-- Data supplied --
§

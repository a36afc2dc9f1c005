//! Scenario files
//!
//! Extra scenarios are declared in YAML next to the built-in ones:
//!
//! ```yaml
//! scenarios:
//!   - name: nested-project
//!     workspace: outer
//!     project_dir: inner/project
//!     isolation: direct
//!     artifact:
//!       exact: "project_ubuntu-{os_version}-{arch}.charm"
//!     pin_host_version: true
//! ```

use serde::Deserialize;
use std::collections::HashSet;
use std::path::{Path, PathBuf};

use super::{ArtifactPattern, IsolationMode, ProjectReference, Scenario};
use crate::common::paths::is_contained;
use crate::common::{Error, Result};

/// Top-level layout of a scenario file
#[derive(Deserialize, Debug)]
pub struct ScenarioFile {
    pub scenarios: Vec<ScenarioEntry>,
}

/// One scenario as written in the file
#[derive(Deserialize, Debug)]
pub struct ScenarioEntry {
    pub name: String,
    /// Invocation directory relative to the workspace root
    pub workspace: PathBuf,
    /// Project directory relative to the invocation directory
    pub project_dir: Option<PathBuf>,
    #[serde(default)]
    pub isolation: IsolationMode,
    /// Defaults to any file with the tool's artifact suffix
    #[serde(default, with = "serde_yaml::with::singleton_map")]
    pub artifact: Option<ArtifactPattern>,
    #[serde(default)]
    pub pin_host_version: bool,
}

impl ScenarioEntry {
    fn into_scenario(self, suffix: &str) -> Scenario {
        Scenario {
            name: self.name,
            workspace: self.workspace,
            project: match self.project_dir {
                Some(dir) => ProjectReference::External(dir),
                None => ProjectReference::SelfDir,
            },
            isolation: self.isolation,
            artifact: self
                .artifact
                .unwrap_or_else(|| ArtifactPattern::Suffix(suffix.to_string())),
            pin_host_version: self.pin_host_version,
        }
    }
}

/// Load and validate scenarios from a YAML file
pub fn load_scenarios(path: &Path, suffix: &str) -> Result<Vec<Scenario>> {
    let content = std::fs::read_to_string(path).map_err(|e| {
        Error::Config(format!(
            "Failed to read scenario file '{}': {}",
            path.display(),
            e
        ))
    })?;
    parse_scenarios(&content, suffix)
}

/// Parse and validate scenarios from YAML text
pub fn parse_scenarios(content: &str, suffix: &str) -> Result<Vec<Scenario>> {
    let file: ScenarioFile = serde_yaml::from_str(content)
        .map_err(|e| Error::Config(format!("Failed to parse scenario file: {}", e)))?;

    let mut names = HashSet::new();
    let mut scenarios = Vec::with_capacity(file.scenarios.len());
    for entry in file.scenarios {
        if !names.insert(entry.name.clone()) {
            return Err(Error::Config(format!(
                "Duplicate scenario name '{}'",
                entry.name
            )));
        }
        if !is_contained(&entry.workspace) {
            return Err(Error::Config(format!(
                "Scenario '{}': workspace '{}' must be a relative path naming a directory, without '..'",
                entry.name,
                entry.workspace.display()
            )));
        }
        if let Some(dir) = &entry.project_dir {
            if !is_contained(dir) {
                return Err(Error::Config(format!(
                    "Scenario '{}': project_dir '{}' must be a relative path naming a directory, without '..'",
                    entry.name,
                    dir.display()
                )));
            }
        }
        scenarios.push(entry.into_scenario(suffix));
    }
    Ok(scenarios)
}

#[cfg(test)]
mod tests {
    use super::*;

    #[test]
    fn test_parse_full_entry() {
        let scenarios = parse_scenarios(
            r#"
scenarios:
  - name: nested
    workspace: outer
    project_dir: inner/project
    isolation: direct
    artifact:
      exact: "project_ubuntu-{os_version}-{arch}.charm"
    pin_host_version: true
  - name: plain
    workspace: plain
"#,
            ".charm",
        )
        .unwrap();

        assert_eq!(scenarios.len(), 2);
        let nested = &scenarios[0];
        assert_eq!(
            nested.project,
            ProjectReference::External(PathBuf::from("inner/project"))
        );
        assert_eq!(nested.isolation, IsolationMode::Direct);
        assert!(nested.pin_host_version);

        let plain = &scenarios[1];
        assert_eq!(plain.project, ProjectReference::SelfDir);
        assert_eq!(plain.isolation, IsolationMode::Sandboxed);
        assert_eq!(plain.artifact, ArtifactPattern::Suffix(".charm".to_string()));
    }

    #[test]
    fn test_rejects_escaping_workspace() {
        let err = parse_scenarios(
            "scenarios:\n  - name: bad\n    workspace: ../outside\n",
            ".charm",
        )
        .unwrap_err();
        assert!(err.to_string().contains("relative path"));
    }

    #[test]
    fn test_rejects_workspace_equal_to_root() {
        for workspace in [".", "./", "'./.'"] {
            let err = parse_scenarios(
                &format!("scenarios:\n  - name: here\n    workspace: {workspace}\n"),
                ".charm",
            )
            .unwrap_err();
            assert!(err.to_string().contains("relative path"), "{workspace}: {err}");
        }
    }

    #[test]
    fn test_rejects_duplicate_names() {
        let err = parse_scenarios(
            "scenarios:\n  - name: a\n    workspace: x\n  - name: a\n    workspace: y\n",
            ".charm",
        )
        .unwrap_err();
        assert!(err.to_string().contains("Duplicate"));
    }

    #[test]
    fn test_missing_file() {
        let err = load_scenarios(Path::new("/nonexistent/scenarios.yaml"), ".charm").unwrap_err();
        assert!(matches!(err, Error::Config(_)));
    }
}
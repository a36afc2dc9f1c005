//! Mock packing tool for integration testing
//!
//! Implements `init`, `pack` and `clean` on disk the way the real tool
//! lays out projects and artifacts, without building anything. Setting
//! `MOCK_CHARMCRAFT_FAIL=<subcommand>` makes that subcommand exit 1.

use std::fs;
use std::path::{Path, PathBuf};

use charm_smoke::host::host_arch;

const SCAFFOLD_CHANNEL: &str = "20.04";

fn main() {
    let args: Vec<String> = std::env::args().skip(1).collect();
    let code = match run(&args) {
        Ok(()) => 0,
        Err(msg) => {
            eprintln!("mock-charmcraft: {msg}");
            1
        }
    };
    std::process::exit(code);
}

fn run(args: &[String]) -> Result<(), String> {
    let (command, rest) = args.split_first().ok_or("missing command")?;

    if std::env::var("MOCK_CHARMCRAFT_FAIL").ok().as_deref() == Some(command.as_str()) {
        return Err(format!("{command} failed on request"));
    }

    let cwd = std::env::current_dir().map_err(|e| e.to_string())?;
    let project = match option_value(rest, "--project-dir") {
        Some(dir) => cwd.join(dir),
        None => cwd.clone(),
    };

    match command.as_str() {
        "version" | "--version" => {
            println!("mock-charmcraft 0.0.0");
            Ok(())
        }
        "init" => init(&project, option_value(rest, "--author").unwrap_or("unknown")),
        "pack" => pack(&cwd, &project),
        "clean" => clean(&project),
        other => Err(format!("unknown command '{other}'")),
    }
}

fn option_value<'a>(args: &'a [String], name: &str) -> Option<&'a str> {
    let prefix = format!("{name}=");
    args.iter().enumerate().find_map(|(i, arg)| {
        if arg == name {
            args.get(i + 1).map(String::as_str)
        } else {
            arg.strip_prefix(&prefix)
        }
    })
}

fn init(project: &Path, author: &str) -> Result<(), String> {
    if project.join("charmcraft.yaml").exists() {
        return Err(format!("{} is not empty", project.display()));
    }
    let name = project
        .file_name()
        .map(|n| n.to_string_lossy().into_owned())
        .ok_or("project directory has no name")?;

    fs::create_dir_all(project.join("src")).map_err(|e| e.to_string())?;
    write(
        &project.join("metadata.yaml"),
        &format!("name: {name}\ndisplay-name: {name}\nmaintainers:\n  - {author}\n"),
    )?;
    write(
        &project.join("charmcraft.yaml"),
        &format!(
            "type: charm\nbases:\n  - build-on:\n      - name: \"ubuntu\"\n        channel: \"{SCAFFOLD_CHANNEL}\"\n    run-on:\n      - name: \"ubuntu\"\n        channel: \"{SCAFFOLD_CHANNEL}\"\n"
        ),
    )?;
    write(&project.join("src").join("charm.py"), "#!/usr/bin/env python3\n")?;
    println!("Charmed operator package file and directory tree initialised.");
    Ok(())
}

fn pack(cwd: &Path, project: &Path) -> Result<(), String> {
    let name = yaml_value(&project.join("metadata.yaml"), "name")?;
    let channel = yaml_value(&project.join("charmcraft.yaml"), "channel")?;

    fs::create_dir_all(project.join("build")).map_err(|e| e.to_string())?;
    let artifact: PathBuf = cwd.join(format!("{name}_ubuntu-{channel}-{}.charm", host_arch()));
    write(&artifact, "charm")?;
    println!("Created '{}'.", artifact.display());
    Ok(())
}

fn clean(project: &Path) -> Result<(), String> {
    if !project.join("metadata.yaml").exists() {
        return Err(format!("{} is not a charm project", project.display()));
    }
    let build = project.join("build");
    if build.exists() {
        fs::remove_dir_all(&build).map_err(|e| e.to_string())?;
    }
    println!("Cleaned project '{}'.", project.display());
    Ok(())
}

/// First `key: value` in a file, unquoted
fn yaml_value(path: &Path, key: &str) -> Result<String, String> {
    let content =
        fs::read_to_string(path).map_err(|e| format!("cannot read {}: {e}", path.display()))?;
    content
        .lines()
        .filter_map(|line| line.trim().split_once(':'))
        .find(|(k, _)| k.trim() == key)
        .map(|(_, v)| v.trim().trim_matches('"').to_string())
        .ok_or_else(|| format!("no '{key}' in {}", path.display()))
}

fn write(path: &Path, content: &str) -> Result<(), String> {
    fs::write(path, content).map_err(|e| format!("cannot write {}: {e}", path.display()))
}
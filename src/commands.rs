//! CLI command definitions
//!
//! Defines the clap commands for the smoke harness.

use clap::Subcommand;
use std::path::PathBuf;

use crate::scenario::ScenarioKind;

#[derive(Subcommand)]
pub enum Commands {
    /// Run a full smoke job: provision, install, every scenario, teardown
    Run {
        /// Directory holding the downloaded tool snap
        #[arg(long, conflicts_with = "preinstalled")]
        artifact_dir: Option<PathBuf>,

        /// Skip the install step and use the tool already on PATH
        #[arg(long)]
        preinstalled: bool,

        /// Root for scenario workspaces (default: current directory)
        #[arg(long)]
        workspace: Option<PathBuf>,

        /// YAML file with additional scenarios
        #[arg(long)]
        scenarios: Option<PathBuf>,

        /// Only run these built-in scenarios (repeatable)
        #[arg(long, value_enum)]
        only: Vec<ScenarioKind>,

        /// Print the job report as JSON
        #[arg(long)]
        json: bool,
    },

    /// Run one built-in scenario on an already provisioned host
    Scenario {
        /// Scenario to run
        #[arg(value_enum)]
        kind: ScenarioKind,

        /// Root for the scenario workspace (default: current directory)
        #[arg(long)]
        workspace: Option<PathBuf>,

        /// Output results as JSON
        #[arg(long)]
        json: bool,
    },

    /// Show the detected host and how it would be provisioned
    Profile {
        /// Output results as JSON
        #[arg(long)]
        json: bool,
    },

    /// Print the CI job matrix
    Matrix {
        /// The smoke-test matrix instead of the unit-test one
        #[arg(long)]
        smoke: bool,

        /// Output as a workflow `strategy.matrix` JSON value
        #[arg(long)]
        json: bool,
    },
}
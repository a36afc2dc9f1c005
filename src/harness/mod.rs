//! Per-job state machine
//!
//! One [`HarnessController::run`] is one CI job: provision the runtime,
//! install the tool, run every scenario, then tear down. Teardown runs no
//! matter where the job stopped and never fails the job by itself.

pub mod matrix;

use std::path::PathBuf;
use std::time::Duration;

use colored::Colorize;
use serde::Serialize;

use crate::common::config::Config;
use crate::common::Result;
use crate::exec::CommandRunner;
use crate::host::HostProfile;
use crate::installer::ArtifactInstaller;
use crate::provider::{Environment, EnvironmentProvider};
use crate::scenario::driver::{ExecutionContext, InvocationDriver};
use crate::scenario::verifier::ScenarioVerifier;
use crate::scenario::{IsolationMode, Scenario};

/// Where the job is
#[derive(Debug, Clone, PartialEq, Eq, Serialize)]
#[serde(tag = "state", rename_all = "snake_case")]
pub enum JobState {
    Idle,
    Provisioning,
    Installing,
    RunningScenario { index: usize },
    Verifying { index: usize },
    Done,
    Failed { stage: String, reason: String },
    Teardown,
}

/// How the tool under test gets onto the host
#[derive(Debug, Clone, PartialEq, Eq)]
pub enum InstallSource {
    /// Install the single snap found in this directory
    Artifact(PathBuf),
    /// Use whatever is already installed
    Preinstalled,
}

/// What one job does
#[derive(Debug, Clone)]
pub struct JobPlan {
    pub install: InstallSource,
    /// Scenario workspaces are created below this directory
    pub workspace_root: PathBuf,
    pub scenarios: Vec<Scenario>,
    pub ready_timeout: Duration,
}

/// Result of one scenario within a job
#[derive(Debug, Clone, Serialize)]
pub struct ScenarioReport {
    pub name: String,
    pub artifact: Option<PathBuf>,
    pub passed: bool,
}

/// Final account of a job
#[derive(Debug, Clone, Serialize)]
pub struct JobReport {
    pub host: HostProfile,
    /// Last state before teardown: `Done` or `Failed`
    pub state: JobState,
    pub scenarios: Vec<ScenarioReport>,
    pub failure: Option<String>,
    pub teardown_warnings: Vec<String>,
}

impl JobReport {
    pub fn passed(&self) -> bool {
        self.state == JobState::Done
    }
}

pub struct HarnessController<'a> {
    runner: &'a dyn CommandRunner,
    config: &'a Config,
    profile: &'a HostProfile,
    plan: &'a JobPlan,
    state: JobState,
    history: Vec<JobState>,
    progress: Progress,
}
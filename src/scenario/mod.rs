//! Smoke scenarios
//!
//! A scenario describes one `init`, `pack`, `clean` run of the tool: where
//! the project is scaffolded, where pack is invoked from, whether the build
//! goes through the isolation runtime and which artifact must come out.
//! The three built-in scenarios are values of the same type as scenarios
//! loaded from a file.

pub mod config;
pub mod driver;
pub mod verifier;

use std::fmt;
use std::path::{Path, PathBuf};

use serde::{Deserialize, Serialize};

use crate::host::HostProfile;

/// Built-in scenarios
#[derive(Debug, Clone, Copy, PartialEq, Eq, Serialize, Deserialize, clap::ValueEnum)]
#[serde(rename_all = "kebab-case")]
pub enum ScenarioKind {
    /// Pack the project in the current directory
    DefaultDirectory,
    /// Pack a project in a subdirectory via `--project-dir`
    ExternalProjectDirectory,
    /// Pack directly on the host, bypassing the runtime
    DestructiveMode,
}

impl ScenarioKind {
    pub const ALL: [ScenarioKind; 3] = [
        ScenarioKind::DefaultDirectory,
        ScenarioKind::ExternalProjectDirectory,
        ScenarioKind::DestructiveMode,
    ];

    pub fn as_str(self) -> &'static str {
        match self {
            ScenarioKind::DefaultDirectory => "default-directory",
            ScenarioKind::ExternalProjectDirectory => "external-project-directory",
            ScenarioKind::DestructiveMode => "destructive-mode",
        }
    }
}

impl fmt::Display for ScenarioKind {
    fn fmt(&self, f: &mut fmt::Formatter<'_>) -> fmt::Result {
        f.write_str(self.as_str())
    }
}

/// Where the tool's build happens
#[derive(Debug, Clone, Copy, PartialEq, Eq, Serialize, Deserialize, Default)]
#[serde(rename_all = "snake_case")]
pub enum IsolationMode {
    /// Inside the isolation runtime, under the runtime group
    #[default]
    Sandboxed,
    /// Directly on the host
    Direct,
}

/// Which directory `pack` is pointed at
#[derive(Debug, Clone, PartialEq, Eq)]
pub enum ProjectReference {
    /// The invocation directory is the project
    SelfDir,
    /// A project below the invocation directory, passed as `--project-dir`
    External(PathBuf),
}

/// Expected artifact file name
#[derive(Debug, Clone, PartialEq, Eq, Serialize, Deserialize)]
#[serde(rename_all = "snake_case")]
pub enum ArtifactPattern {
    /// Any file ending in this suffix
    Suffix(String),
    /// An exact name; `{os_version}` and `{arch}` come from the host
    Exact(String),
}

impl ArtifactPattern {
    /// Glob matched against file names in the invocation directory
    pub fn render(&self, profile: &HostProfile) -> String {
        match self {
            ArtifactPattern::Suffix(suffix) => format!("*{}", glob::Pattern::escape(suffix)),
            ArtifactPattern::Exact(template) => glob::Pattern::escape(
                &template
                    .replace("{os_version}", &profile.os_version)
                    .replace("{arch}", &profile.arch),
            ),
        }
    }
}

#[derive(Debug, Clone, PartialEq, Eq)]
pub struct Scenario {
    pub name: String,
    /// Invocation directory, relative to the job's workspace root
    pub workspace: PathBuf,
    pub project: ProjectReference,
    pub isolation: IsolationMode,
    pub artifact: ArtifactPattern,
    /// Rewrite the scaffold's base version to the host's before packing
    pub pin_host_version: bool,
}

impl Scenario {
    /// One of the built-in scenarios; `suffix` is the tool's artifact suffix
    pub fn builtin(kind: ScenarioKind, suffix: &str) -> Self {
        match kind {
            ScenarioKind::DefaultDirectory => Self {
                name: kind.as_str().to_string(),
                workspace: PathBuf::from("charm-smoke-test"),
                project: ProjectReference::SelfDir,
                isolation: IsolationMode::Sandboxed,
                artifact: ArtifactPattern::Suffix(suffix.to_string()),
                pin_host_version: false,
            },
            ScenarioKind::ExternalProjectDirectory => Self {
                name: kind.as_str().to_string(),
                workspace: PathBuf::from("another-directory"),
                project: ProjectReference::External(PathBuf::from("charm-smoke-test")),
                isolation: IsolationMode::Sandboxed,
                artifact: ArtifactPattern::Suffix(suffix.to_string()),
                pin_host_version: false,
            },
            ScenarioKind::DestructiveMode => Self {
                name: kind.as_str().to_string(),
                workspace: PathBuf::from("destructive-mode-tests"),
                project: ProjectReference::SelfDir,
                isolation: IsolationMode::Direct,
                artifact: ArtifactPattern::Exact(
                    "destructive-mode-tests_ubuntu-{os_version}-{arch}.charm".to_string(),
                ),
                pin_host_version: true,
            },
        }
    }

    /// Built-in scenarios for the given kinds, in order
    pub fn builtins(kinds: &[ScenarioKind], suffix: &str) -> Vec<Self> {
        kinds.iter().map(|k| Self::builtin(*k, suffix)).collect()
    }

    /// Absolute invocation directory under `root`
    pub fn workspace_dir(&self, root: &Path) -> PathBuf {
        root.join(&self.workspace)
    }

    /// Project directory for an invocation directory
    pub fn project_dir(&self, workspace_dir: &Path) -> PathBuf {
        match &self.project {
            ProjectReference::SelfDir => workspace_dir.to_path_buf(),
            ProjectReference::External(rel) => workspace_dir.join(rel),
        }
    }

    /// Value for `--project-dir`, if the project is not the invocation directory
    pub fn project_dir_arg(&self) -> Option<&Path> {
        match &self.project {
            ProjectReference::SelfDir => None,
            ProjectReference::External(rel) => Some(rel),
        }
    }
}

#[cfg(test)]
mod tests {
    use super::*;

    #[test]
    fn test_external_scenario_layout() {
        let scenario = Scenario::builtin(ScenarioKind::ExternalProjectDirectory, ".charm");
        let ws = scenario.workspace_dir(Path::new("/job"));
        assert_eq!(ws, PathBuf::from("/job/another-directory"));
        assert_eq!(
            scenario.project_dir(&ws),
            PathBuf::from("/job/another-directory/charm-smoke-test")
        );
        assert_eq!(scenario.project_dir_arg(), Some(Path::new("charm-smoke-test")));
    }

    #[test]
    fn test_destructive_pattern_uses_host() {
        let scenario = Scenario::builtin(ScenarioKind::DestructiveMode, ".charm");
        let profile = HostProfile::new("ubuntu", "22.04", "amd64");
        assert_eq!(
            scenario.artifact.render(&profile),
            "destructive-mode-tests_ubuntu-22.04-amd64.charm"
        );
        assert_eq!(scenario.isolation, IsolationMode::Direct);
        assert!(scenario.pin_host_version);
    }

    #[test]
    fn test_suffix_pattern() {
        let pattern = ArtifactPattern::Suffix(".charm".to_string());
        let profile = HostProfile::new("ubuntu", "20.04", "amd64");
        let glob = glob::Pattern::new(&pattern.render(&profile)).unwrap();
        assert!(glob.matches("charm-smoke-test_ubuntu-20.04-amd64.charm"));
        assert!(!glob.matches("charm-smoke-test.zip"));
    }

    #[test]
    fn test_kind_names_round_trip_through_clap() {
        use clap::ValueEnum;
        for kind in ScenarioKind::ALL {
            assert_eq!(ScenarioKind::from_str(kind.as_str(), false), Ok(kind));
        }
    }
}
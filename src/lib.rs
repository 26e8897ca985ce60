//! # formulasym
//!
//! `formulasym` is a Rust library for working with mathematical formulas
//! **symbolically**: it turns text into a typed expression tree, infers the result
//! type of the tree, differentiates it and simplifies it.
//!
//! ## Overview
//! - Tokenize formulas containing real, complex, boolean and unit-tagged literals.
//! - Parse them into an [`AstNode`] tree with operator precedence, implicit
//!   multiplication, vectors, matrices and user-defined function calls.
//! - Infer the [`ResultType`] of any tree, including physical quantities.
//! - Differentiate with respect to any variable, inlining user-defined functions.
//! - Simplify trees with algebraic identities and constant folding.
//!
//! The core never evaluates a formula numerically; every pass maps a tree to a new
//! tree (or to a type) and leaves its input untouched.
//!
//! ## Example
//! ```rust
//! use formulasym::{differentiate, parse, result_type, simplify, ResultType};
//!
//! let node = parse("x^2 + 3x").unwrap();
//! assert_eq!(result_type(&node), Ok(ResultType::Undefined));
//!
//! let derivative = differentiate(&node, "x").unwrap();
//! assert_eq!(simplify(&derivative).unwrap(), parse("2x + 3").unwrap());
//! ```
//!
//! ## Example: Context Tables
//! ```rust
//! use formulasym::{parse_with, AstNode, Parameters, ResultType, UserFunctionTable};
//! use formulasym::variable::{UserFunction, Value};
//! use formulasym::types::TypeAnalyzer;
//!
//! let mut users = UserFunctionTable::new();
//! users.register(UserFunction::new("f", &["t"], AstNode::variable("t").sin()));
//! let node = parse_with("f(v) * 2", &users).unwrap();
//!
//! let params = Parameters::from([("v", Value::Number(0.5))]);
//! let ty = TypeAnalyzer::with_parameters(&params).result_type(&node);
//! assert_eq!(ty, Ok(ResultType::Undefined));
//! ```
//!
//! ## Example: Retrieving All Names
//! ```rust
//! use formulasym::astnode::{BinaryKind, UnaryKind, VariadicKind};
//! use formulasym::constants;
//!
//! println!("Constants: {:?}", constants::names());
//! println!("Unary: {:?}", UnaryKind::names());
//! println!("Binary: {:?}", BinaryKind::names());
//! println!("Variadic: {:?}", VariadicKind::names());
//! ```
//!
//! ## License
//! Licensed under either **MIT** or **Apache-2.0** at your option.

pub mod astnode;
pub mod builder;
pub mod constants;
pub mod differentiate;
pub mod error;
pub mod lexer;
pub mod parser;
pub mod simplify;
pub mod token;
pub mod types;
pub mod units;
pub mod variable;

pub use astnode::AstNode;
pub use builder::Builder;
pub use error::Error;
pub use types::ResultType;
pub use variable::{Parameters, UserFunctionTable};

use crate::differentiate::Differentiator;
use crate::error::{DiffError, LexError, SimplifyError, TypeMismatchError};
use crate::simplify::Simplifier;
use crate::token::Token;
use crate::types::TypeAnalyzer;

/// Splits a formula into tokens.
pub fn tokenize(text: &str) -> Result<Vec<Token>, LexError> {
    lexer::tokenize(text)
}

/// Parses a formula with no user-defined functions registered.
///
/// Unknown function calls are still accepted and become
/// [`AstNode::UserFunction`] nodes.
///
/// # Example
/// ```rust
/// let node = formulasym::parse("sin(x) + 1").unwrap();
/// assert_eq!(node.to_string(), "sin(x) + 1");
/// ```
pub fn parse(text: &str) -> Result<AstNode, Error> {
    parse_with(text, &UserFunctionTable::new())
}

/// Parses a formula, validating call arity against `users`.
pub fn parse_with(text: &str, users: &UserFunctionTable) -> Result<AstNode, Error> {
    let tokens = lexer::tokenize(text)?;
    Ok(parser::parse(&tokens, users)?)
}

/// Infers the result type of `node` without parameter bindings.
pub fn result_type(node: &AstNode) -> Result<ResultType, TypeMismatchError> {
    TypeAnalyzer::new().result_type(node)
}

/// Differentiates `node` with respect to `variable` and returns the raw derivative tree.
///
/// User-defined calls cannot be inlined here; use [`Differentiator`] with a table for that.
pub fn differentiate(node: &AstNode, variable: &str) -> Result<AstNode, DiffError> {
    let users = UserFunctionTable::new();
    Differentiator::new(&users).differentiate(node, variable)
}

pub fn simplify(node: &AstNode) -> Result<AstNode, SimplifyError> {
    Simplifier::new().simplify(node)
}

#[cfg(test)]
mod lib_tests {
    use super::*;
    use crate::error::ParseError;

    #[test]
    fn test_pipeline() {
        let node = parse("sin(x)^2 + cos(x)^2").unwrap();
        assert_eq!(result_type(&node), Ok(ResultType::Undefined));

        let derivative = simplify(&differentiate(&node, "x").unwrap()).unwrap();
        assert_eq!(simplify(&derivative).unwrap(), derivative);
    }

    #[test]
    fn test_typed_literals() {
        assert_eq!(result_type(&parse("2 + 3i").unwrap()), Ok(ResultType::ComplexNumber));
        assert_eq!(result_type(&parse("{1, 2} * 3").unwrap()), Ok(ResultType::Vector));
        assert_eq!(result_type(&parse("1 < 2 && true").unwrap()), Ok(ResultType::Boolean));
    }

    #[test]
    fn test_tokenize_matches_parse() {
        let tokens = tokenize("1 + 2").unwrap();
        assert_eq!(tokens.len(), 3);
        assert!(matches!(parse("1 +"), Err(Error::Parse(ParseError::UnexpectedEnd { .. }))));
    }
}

§

-- What you are asked to do --
Using the material above, gather every line that includes "ScenarioEntry".

-- Output for this task --
    pub scenarios: Vec<ScenarioEntry>,
pub struct ScenarioEntry {
impl ScenarioEntry {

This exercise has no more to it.